O pensador sentou-se no meio-fio em meio a explosões e comandos. Tinha sangue nas vestes e a respiração dificultada pela inalação do gás. O que vai ser agora? Pensava na vida do jornalista e torcia para o melhor desfecho. Olhou para o céu, viu abutres. A morte de uns sempre serviu para atender os interesses de outros. Enquanto aqueles choram, estes vendem seus lenços de ocasião.

Poucas vezes na história viu-se tanto canibalismo midiático. Uma cobertura nada jornalística, dolosa, com requintes de crueldade. Uma verdadeira torcida para a tragédia, pois ela serviria aos interesses mais imediatos das oito famílias. Não parecia importar que fora um deles a própria vítima. Era mais importante distorcer rapidamente os fatos.
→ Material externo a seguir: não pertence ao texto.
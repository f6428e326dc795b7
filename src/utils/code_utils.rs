use rand::Rng;

// Uppercase alphanumerics minus the easily confused 0/O/1/I.
const CODE_CHARSET: &[u8] = b"ABCDEFGHJKLMNPQRSTUVWXYZ23456789";

pub fn generate_org_code(length: usize) -> String {
    let mut rng = rand::thread_rng();
    (0..length)
        .map(|_| CODE_CHARSET[rng.gen_range(0..CODE_CHARSET.len())] as char)
        .collect()
}

#[cfg(test)]
mod tests {
    use super::*;

    #[test]
    fn code_has_requested_length_and_charset() {
        for _ in 0..50 {
            let code = generate_org_code(6);
            assert_eq!(code.len(), 6);
            assert!(code.bytes().all(|b| CODE_CHARSET.contains(&b)));
        }
    }
}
Não mais que de repente, surgiram os dois maiores inimigos da nação. Alçados à condição de terroristas, serviriam como prova de que os Black Blocs são a versão tupiniquim do Talebã. A eficiência que faltou ao caso Amarildo sobrou quando o patrão mandou achar culpados. Independentemente de qualquer coisa, estavam lá, diante da tela, com algemas, em direção à prisão.
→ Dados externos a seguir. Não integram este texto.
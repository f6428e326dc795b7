use std::env;
use std::sync::LazyLock;

macro_rules! lazy_env_var {
    ($name:ident) => {
        pub static $name: LazyLock<String> = LazyLock::new(|| {
            let var_name = stringify!($name);
            env::var(var_name).expect(&format!("{} must be set", var_name))
        });
    };
}

lazy_env_var!(MONGODB_URI);
lazy_env_var!(DB_NAME);
lazy_env_var!(JWT_SECRET_KEY);
lazy_env_var!(COOKIE_NAME);
lazy_env_var!(ALLOWED_ORIGIN);

pub static PORT: LazyLock<u16> = LazyLock::new(|| {
    env::var("PORT")
        .unwrap_or_else(|_| "8080".to_string())
        .parse()
        .expect("PORT must be a valid port number")
});

pub const USERS_COL_NAME: &str = "users";
pub const ORGANIZATIONS_COL_NAME: &str = "organizations";
pub const WORKDAYS_COL_NAME: &str = "workdays";
pub const SALES_COL_NAME: &str = "sales";

pub const ORG_CODE_LENGTH: usize = 6;
pub const ORG_CODE_MAX_ATTEMPTS: usize = 5;

pub const MAX_TIMESLOT_CAPACITY: u32 = 10;

// Defaults used by bulk schedule generation.
pub const GENERATED_DAYS: u64 = 7;
pub const GENERATED_SLOT_START_HOURS: [u32; 5] = [10, 12, 14, 16, 18];
pub const GENERATED_SLOT_DURATION_HOURS: u32 = 2;
pub const GENERATED_SLOT_CAPACITY: u32 = 2;

pub const JWT_EXPIRY_HOURS: i64 = 24;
A imagem incita o desejo de uma classe inteira: prendam os vândalos! Amarrem-nos aos postes! Uma repercussão da qual não gozaram outras vítimas fatais das manifestações pelo país. Ou de tantas outras vítimas da violência policial. É que a polícia já está acostumada a matar nas suas incursões às favelas. Na leitura das manchetes, pobres são pretos, são bandidos, são todos sinônimos. E bandido bom é bandido morto, conforme chacoalham-se as joias empoeiradas em apoio ao bolsonarismo.

E segue o teatro, com seu roteiro que desafia a verossimilhança. Fogos de artifício para anunciar um defensor oportuno (para não dizer oportunista) que – voluntariamente – prontificou-se ao papel necessário à mídia: o acusador. Sem o menor pudor, acusou os inimigos de momento, envolveu-os em uma (frágil) trama de culpa e ganhou as manchetes. Um Joaquim Silvério para seus clientes: foi delator de seu paradeiro, incluiu-o como terrorista, criou entraves para a própria produção da defesa.
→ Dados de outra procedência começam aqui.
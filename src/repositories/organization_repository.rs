use crate::constants::ORGANIZATIONS_COL_NAME;
use crate::models::role::Role;
use crate::{
    config::database::get_collection,
    models::organization_model::{Organization, OrganizationMember},
};
use chrono::Utc;
use mongodb::bson::{doc, oid::ObjectId, to_bson};
use mongodb::error::Error as MongoError;
use mongodb::{Client, Collection, error::Result};

pub struct OrganizationRepository {
    collection: Collection<Organization>,
}

impl OrganizationRepository {
    pub fn new(client: &Client) -> Self {
        Self {
            collection: get_collection(client, ORGANIZATIONS_COL_NAME),
        }
    }

    pub async fn create_organization(
        &self,
        mut organization: Organization,
    ) -> Result<Organization> {
        let insert_result = self.collection.insert_one(&organization).await?;
        organization._id = insert_result.inserted_id.as_object_id();
        Ok(organization)
    }

    pub async fn find_by_id(&self, org_id: &ObjectId) -> Result<Option<Organization>> {
        self.collection.find_one(doc! { "_id": *org_id }).await
    }

    pub async fn find_by_code(&self, code: &str) -> Result<Option<Organization>> {
        self.collection.find_one(doc! { "code": code }).await
    }

    /// The organization a user belongs to, as owner or member.
    pub async fn find_for_user(&self, user_id: &ObjectId) -> Result<Option<Organization>> {
        self.collection
            .find_one(doc! {
                "$or": [
                    { "owner_id": *user_id },
                    { "members.user_id": *user_id },
                ]
            })
            .await
    }

    pub async fn push_member(
        &self,
        org_id: &ObjectId,
        member: &OrganizationMember,
    ) -> Result<()> {
        let member_doc = to_bson(member).map_err(MongoError::custom)?;
        let updated_at = to_bson(&Utc::now()).map_err(MongoError::custom)?;

        self.collection
            .update_one(
                doc! { "_id": *org_id },
                doc! {
                    "$push": { "members": member_doc },
                    "$set": { "updated_at": updated_at },
                },
            )
            .await?;
        Ok(())
    }

    /// Returns false when the user is not in the member array.
    pub async fn set_member_role(
        &self,
        org_id: &ObjectId,
        user_id: &ObjectId,
        role: Role,
    ) -> Result<bool> {
        let role_bson = to_bson(&role).map_err(MongoError::custom)?;
        let updated_at = to_bson(&Utc::now()).map_err(MongoError::custom)?;

        let result = self
            .collection
            .update_one(
                doc! { "_id": *org_id, "members.user_id": *user_id },
                doc! {
                    "$set": { "members.$.role": role_bson, "updated_at": updated_at },
                },
            )
            .await?;
        Ok(result.matched_count == 1)
    }
}
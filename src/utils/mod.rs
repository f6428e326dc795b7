pub mod auth_utils;
pub mod code_utils;
pub mod time_utils;
pub mod validation_utils;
Inventou-se o Reality Show da notícia. E o que é mais espetacular do que fazer a prisão ser transmitida ao vivo? Não era uma divulgação da ação policial para a imprensa, mas a exclusividade de cobertura de uma emissora. Com direito a entrevista antes do depoimento – apimentada por seu próprio advogado. Enquanto um acusado responsabiliza o outro pelos fatos, o mesmo advogado faz a defesa das teses conflitantes. Saem os advogados militantes, entram aqueles milicianos.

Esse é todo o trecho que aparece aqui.